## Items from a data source
▶
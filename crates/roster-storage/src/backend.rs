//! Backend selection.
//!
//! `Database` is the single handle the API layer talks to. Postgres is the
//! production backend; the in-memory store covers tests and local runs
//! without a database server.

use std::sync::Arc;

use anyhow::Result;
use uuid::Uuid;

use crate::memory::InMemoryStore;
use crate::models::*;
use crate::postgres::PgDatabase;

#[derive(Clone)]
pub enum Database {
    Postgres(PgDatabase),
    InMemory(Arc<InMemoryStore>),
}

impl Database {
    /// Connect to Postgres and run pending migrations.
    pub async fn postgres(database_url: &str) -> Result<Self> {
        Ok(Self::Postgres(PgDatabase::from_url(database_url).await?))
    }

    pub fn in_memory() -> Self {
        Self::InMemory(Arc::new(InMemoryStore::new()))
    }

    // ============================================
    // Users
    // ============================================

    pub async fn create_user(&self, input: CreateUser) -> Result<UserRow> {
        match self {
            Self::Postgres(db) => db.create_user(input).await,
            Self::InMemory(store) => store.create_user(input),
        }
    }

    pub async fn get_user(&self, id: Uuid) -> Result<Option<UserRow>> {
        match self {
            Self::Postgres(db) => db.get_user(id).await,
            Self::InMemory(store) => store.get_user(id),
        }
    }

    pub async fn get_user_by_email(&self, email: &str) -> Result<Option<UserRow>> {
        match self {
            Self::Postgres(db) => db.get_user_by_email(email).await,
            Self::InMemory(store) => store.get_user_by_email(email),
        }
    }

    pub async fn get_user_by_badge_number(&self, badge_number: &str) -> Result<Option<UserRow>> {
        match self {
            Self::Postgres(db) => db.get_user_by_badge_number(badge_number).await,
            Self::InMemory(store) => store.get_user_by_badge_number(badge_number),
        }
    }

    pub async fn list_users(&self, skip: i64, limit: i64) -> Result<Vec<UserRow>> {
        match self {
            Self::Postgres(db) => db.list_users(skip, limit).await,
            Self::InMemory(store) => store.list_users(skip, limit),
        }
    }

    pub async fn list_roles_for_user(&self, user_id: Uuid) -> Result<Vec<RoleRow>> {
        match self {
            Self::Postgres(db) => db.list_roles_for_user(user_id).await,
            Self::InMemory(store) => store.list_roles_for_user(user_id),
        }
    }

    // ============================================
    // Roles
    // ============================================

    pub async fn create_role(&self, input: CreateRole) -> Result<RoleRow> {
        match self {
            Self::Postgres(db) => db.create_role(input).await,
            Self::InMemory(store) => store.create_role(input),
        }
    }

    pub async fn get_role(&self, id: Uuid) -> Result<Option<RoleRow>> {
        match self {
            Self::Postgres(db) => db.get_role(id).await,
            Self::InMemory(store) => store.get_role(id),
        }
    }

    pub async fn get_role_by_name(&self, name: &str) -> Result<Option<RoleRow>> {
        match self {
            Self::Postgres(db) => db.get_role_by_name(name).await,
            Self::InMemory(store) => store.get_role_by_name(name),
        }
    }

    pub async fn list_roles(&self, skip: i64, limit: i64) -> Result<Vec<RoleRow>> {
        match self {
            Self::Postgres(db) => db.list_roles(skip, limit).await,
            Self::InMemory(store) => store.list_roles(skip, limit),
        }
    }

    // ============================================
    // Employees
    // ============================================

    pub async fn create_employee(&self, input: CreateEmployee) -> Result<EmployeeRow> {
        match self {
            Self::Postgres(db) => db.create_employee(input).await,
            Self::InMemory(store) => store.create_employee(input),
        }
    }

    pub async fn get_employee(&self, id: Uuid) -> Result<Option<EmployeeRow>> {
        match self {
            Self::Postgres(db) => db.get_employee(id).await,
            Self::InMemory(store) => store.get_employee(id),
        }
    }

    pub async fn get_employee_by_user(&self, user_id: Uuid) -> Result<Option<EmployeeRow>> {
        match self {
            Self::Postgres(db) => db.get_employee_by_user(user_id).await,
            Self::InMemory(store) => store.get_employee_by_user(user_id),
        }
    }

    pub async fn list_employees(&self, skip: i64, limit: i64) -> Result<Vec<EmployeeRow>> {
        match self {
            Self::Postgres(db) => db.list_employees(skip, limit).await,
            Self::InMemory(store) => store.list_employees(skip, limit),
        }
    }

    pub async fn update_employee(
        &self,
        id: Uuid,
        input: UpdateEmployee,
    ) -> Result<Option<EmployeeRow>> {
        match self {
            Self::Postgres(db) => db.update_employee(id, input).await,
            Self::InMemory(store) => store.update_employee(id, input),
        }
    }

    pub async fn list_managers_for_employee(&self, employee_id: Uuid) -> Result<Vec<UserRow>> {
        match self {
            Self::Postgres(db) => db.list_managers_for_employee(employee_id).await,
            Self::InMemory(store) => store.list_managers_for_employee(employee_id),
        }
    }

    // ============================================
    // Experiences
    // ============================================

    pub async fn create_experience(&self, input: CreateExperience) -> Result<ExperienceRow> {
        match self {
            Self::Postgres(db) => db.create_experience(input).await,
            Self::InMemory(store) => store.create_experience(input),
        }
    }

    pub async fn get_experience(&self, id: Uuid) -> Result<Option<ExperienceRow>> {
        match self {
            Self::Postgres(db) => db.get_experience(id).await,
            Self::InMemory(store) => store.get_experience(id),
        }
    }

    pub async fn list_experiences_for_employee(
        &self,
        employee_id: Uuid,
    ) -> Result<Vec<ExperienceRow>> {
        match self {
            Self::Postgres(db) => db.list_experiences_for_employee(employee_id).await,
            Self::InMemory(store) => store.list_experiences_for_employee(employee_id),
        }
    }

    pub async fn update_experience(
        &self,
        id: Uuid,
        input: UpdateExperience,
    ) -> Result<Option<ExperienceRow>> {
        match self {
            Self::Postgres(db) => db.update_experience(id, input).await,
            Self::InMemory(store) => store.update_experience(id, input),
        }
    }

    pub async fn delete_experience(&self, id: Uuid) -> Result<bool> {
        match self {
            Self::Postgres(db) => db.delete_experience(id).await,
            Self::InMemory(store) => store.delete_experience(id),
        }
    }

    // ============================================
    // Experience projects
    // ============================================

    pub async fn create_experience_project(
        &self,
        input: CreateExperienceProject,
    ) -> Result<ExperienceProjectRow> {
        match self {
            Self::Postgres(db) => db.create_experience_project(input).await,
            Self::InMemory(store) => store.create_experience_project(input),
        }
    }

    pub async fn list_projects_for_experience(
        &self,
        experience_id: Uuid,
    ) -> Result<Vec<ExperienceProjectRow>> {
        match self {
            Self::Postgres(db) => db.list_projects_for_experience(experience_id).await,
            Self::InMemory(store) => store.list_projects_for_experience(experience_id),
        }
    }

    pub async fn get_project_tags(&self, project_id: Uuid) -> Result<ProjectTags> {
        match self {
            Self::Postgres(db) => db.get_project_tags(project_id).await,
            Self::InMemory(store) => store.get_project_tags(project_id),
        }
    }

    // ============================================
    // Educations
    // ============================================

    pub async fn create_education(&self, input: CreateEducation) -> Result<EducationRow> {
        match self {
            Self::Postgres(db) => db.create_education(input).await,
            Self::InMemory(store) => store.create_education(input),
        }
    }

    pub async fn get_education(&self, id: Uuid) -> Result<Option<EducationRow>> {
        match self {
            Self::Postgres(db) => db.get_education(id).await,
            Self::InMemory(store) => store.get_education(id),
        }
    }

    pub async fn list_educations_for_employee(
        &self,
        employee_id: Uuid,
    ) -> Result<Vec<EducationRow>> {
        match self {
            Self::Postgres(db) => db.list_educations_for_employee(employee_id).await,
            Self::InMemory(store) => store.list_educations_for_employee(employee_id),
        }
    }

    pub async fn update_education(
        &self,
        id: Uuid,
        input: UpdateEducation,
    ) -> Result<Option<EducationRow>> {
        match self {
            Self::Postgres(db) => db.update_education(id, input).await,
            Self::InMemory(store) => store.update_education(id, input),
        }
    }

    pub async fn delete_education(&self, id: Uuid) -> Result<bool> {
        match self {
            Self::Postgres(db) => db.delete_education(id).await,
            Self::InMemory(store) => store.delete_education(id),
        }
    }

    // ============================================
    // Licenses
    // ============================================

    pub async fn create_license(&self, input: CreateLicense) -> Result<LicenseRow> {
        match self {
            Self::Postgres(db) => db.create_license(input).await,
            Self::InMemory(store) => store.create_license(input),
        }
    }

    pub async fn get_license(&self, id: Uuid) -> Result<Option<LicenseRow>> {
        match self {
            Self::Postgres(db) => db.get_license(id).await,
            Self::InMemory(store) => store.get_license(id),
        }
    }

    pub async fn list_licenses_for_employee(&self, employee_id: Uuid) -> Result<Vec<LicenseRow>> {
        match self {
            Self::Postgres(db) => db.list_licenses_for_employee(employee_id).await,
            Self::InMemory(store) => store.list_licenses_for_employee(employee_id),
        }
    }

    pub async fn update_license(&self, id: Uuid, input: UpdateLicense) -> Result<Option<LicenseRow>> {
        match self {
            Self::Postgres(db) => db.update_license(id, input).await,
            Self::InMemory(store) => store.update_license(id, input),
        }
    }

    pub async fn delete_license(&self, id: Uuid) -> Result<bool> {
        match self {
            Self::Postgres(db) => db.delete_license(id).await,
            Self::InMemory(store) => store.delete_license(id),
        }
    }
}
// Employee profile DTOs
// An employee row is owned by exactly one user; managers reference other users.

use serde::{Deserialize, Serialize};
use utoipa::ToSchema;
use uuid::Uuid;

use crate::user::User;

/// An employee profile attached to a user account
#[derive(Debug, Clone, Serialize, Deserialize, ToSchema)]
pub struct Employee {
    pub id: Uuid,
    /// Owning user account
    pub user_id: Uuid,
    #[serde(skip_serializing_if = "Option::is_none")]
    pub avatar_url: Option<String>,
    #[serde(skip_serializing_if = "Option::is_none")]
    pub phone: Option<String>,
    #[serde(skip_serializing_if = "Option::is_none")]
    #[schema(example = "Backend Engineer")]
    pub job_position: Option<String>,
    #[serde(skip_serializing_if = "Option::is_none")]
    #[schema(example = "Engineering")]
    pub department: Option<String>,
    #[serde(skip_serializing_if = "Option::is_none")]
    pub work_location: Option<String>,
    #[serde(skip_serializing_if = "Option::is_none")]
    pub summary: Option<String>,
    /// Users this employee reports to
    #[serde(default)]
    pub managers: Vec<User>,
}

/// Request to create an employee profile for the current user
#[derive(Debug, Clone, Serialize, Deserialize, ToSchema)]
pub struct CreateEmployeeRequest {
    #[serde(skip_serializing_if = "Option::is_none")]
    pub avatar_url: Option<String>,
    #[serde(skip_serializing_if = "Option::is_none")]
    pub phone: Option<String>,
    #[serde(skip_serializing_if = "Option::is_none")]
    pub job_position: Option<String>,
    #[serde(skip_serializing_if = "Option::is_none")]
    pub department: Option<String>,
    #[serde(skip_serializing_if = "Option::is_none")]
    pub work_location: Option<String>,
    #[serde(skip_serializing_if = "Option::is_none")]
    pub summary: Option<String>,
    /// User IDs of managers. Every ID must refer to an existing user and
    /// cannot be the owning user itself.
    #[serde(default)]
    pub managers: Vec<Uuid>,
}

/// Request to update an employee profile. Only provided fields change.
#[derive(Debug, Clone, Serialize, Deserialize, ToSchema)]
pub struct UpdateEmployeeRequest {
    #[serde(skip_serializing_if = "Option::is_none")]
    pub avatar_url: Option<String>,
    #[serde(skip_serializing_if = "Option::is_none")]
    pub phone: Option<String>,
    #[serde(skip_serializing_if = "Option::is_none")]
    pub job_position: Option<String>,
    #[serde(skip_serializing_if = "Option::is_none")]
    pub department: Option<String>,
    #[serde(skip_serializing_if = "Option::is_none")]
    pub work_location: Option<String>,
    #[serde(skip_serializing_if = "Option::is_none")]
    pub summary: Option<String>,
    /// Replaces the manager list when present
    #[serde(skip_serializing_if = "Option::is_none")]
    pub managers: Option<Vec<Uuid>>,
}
◀
## Work order
Search the entries above for the word "EmployeeRow", and copy every line where it occurs.

## Task response
    pub async fn create_employee(&self, input: CreateEmployee) -> Result<EmployeeRow> {
    pub async fn get_employee(&self, id: Uuid) -> Result<Option<EmployeeRow>> {
    pub async fn get_employee_by_user(&self, user_id: Uuid) -> Result<Option<EmployeeRow>> {
    pub async fn list_employees(&self, skip: i64, limit: i64) -> Result<Vec<EmployeeRow>> {
    ) -> Result<Option<EmployeeRow>> {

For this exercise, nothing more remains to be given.